## Problem description
Give back, exactly as written, the lines from the beginning of the listing through the one that contains "pub const KM_PER_DEGREE: f64 = 111.0;".

## Given entries
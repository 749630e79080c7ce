//! Geographic primitives: great-circle distance and grid-cell bucketing.

use std::fmt;

use serde::{Deserialize, Serialize};

/// Mean Earth radius in km (IUGG).
pub const EARTH_RADIUS_KM: f64 = 6371.0088;

/// Crude km-per-degree figure used for grid expansion. Only valid as an
/// equirectangular approximation; cells shrink toward the poles.
pub const KM_PER_DEGREE: f64 = 111.0;

/// Great-circle distance between two points in km (haversine).
pub fn distance_km(lat1: f64, lon1: f64, lat2: f64, lon2: f64) -> f64 {
    let phi1 = lat1.to_radians();
    let phi2 = lat2.to_radians();
    let d_phi = (lat2 - lat1).to_radians();
    let d_lambda = (lon2 - lon1).to_radians();

    let a = (d_phi / 2.0).sin().powi(2)
        + phi1.cos() * phi2.cos() * (d_lambda / 2.0).sin().powi(2);
    2.0 * EARTH_RADIUS_KM * a.sqrt().atan2((1.0 - a).sqrt())
}

/// Composite grid-cell key: `(floor(lat/size), floor(lon/size))`.
///
/// Structured indices avoid the parse/format edge cases a concatenated
/// string key would have at negative indices.
#[derive(
    Debug, Clone, Copy, PartialEq, Eq, Hash, PartialOrd, Ord, Serialize, Deserialize,
)]
pub struct BucketId {
    pub lat_index: i64,
    pub lon_index: i64,
}

impl fmt::Display for BucketId {
    fn fmt(&self, f: &mut fmt::Formatter<'_>) -> fmt::Result {
        write!(f, "{}_{}", self.lat_index, self.lon_index)
    }
}

/// Deterministic lat/lon → grid-cell mapping with neighborhood expansion.
///
/// Cells have a fixed angular width, so their km extent shrinks toward the
/// poles; this equirectangular approximation is not corrected.
#[derive(Debug, Clone)]
pub struct GeoBucketer {
    bucket_size_degrees: f64,
}

impl GeoBucketer {
    pub fn new(bucket_size_degrees: f64) -> Self {
        assert!(
            bucket_size_degrees > 0.0,
            "bucket_size_degrees must be positive"
        );
        Self {
            bucket_size_degrees,
        }
    }

    pub fn bucket_id(&self, latitude: f64, longitude: f64) -> BucketId {
        BucketId {
            lat_index: (latitude / self.bucket_size_degrees).floor() as i64,
            lon_index: (longitude / self.bucket_size_degrees).floor() as i64,
        }
    }

    /// All cells within `ceil(radius / (size · km_per_degree))` grid steps of
    /// the cell containing the point, in both axes.
    pub fn nearby_buckets(&self, latitude: f64, longitude: f64, radius_km: f64) -> Vec<BucketId> {
        let steps = ((radius_km / (self.bucket_size_degrees * KM_PER_DEGREE)).ceil() as i64).max(1);
        let base = self.bucket_id(latitude, longitude);
        let side = (2 * steps + 1) as usize;
        let mut buckets = Vec::with_capacity(side * side);
        for lat_index in (base.lat_index - steps)..=(base.lat_index + steps) {
            for lon_index in (base.lon_index - steps)..=(base.lon_index + steps) {
                buckets.push(BucketId {
                    lat_index,
                    lon_index,
                });
            }
        }
        buckets
    }

    /// Center coordinates of a cell.
    pub fn bucket_center(&self, bucket: BucketId) -> (f64, f64) {
        (
            (bucket.lat_index as f64 + 0.5) * self.bucket_size_degrees,
            (bucket.lon_index as f64 + 0.5) * self.bucket_size_degrees,
        )
    }
}
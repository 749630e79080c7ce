//! Trending interaction events and the decayed per-(bucket, article) score.

use chrono::{DateTime, Utc};
use serde::{Deserialize, Serialize};
use uuid::Uuid;

use crate::geo::BucketId;
use crate::request::GeoPoint;

/// Interaction event types with their score weights.
#[derive(Debug, Clone, Copy, PartialEq, Eq, Hash, Serialize, Deserialize)]
#[serde(rename_all = "UPPERCASE")]
pub enum TrendEventType {
    View,
    Click,
    Share,
}

impl TrendEventType {
    pub fn weight(self) -> f64 {
        match self {
            Self::View => 1.0,
            Self::Click => 3.0,
            Self::Share => 5.0,
        }
    }
}

/// An interaction event to ingest into the trending aggregator.
#[derive(Debug, Clone, PartialEq, Serialize, Deserialize)]
pub struct TrendEvent {
    pub event_type: TrendEventType,
    pub article_id: Uuid,
    /// Where the interaction happened; falls back to the article's own
    /// coordinates when absent.
    pub location: Option<GeoPoint>,
    pub occurred_at: Option<DateTime<Utc>>,
}

/// Decayed interaction score for one (bucket, article) pair.
///
/// Created lazily on the first event for the pair; never deleted — decay
/// makes stale entries asymptotically irrelevant.
#[derive(Debug, Clone, PartialEq, Serialize, Deserialize)]
pub struct TrendAggregate {
    pub bucket: BucketId,
    pub article_id: Uuid,
    pub score: f64,
    pub event_count: u64,
    pub last_interaction_at: DateTime<Utc>,
}

impl TrendAggregate {
    pub fn new(bucket: BucketId, article_id: Uuid, occurred_at: DateTime<Utc>) -> Self {
        Self {
            bucket,
            article_id,
            score: 0.0,
            event_count: 0,
            last_interaction_at: occurred_at,
        }
    }

    /// Decay the stored score to `occurred_at`, then add `increment`.
    pub fn register_event(&mut self, increment: f64, occurred_at: DateTime<Utc>, lambda: f64) {
        let decayed = self.decayed_score(occurred_at, lambda);
        self.score = decayed + increment;
        self.event_count += 1;
        self.last_interaction_at = occurred_at;
    }

    /// Stored score decayed to `reference`: `score · e^(-λ · minutes)`.
    ///
    /// Non-positive stored scores clamp to 0. Elapsed time runs in whole
    /// minutes and never backwards.
    pub fn decayed_score(&self, reference: DateTime<Utc>, lambda: f64) -> f64 {
        if self.score <= 0.0 {
            return 0.0;
        }
        let minutes = (reference - self.last_interaction_at).num_minutes().max(0) as f64;
        self.score * (-lambda * minutes).exp()
    }
}
//! Hostname extraction from site URLs.

use reqwest::Url;

/// Host part of a URL, without scheme, credentials, port, path or query.
///
/// Returns `None` when the URL cannot be parsed or has no host.
pub fn hostname(url: &str) -> Option<String> {
    let parsed = Url::parse(url.trim()).ok()?;
    let host = parsed.host_str()?;
    let host = host.trim_start_matches('[').trim_end_matches(']');
    if host.is_empty() {
        return None;
    }
    Some(host.trim_end_matches('.').to_ascii_lowercase())
}

/// Name to use for a registration lookup of `host`.
///
/// A leading `www.` label is not part of the registered name.
pub fn registration_name(host: &str) -> &str {
    host.strip_prefix("www.").unwrap_or(host)
}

## Exercise result
repository 749630e79080c7ce
//! Geographic primitives: great-circle distance and grid-cell bucketing.

use std::fmt;

use serde::{Deserialize, Serialize};

/// Mean Earth radius in km (IUGG).
pub const EARTH_RADIUS_KM: f64 = 6371.0088;

/// Crude km-per-degree figure used for grid expansion. Only valid as an
/// equirectangular approximation; cells shrink toward the poles.
pub const KM_PER_DEGREE: f64 = 111.0;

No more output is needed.